Overview
- 1TypeScript 5.5 (June 2024) delivers inferred type predicates — the most requested feature in years.
- 2Regex syntax checking catches common mistakes in regular expressions at compile time.
- 3Isolated Declarations mode enables parallel TypeScript compilation for monorepo performance.
- 4TypeScript underpins every major framework in 2026 — React, Angular, Vue, and Next.js all ship types first.
- 5The 5.x series focuses on inference improvements and compiler performance over new syntax.
Key Features in 5.5
Use Cases
- →Type-safe codebases at any scale — from one developer to 100+
- →API contracts between frontend and backend (shared types)
- →Refactoring safety — compiler catches breaking changes
- →IDE intelligence: autocomplete, go-to-definition, rename across files
What's New in TypeScript 5.5
- Inferred Type Predicates: `function isString(x: unknown) { return typeof x === "string"; }` — return type inferred as `x is string`
- Regex syntax checking: `/[a-z]/g` is valid; `/?/` throws a compile error
- isolatedDeclarations: true — each file must have explicit return types; enables parallel builds
- Performance: type-checking speed improved 10-15% on large projects via internal optimisations
- editor.jsxImportSource now reads from tsconfig.json directly
- Control flow narrowing improvements for discriminated unions with optional properties
Type System Essentials
- Primitive types: string, number, boolean, null, undefined, bigint, symbol
- Union types (string | number), intersection types (A & B), literal types ("left" | "right")
- Generics: <T> for reusable typed functions, classes, and interfaces
- Utility types: Partial<T>, Required<T>, Readonly<T>, Pick<T, K>, Omit<T, K>, Record<K, V>
- Template literal types: `${Verb}${Noun}` for string manipulation at the type level
- Conditional types: `T extends U ? X : Y` for type-level logic
- infer keyword: extract types from conditional type clauses
Advanced Patterns
- Discriminated unions — a shared literal property narrows type in switch/if blocks
- satisfies operator — `const palette = { red: [255,0,0] } satisfies Record<string, Color>`
- const assertions — `as const` freezes an object and infers narrowest types
- Declaration merging — interfaces can be augmented across modules (module augmentation)
- Mapped types with `as` remapping: `type Getters<T> = { [K in keyof T as `get${Capitalize<string & K>}`]: () => T[K] }`
- Variance annotations — `in` and `out` modifiers for explicit generic variance
Tooling & Configuration
- tsconfig.json: strict: true enables all strict checks (strictNullChecks, noImplicitAny, etc.)
- Project references: composite projects with incremental builds for monorepos
- tsc --noEmit for type-check-only CI runs without emitting output
- skipLibCheck: true — skip type-checking node_modules for faster builds
- paths mapping for import aliases (@ → src/)
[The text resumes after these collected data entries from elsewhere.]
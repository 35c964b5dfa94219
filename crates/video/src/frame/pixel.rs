//! Declares the [Pixel] type, the unit a [super::Frame] is made of.

/// A macro for creating [Pixel]s at compile-time from hex-strings in the format
/// `#RRGGBBAA` or `#RRGGBB`.
///
/// # Example
///
/// ```
/// use video::frame::Pixel;
/// use video::pixel;
///
/// let pixel = pixel!("#2FA3FEFF");
/// assert_eq!(pixel, Pixel::from_rgb(0x2F, 0xA3, 0xFE));
/// ```
#[macro_export]
macro_rules! pixel {
    ($s: literal) => {{
        match $crate::frame::Pixel::from_hex_str($s) {
            Some(pixel) => pixel,
            None => panic!(
                "Invalid hex string format. Expected something like \
                `pixel!(\"#RRGGBB\")` or `pixel!(\"#RRGGBBAA\")`."
            ),
        }
    }};
}

/// A 32-bit RGBA pixel with four 8-bit channels: red, green, blue, and alpha
/// (opacity).
///
/// | Channel         | Byte Offset |
/// | --------------- | ----------- |
/// | Red             | 0           |
/// | Green           | 1           |
/// | Blue            | 2           |
/// | Alpha (opacity) | 3           |
#[derive(Debug, Default, Clone, Copy, Eq, PartialEq, Hash)]
pub struct Pixel {
    channels: [u8; 4],
}

impl Pixel {
    /// Completely black and opaque (`#000000FF`).
    pub const BLACK: Self = pixel!("#000000FF");

    /// Completely white and opaque (`#FFFFFFFF`).
    pub const WHITE: Self = pixel!("#FFFFFFFF");

    /// Completely transparent (`#00000000`).
    pub const TRANSPARENT: Self = pixel!("#00000000");

    /// Create a new pixel from each of the RGBA channels.
    pub const fn from_rgba(red: u8, green: u8, blue: u8, alpha: u8) -> Self {
        Self {
            channels: [red, green, blue, alpha],
        }
    }

    /// Create a new, completely opaque pixel from only the RGB channels.
    pub const fn from_rgb(red: u8, green: u8, blue: u8) -> Self {
        Self::from_rgba(red, green, blue, 0xFF)
    }

    /// Create a [Pixel] from a string in the format `#RRGGBBAA` or `#RRGGBB`.
    /// If `s` is not in either format, [None] is returned.
    ///
    /// This is `const` so that the [pixel] macro can use it.
    pub const fn from_hex_str(s: &str) -> Option<Self> {
        const fn hex_digit(chr: u8) -> Option<u8> {
            match chr {
                b'0'..=b'9' => Some(chr - b'0'),
                b'a'..=b'f' => Some(chr - b'a' + 10),
                b'A'..=b'F' => Some(chr - b'A' + 10),
                _ => None,
            }
        }

        const fn channel_at(s: &[u8], i: usize) -> Option<u8> {
            let (Some(high), Some(low)) = (hex_digit(s[i]), hex_digit(s[i + 1])) else {
                return None;
            };
            Some(high << 4 | low)
        }

        let s = s.as_bytes();
        if (s.len() != 7 && s.len() != 9) || s[0] != b'#' {
            return None;
        }

        let (Some(red), Some(green), Some(blue)) =
            (channel_at(s, 1), channel_at(s, 3), channel_at(s, 5))
        else {
            return None;
        };

        let alpha = if s.len() == 9 {
            match channel_at(s, 7) {
                Some(alpha) => alpha,
                None => return None,
            }
        } else {
            0xFF
        };

        Some(Self::from_rgba(red, green, blue, alpha))
    }
}

#[cfg(test)]
mod tests {
    use super::*;

    #[test]
    fn hex_strings_parse() {
        assert_eq!(
            Pixel::from_hex_str("#0a0B0c"),
            Some(Pixel::from_rgb(0x0A, 0x0B, 0x0C))
        );
        assert_eq!(
            Pixel::from_hex_str("#01020304"),
            Some(Pixel::from_rgba(1, 2, 3, 4))
        );
    }

    #[test]
    fn malformed_hex_strings_are_rejected() {
        assert_eq!(Pixel::from_hex_str("010203"), None);
        assert_eq!(Pixel::from_hex_str("#01020"), None);
        assert_eq!(Pixel::from_hex_str("#0102030"), None);
        assert_eq!(Pixel::from_hex_str("#GG0000"), None);
        assert_eq!(Pixel::from_hex_str(""), None);
    }
}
- ESLint + typescript-eslint replaces TSLint for linting TypeScript code
Frequently Asked Questions
What are inferred type predicates in TypeScript 5.5?
TypeScript 5.5 can automatically infer type predicate return types (`x is string`) from function bodies that perform type narrowing. Previously you had to write the predicate manually: `function isString(x: unknown): x is string`. Now TypeScript infers it from the implementation.
What is the satisfies operator in TypeScript?
The `satisfies` operator (TypeScript 4.9+) validates that an expression matches a type without widening it. `const config = { port: 3000 } satisfies ServerConfig` checks that config matches ServerConfig but preserves the literal type 3000 rather than widening to number.
Should I use interface or type alias?
Both are largely interchangeable. Use `interface` for object shapes you may extend or that participate in declaration merging. Use `type` for unions, intersections, tuples, mapped types, and conditional types. In practice, consistency matters more than which one you pick.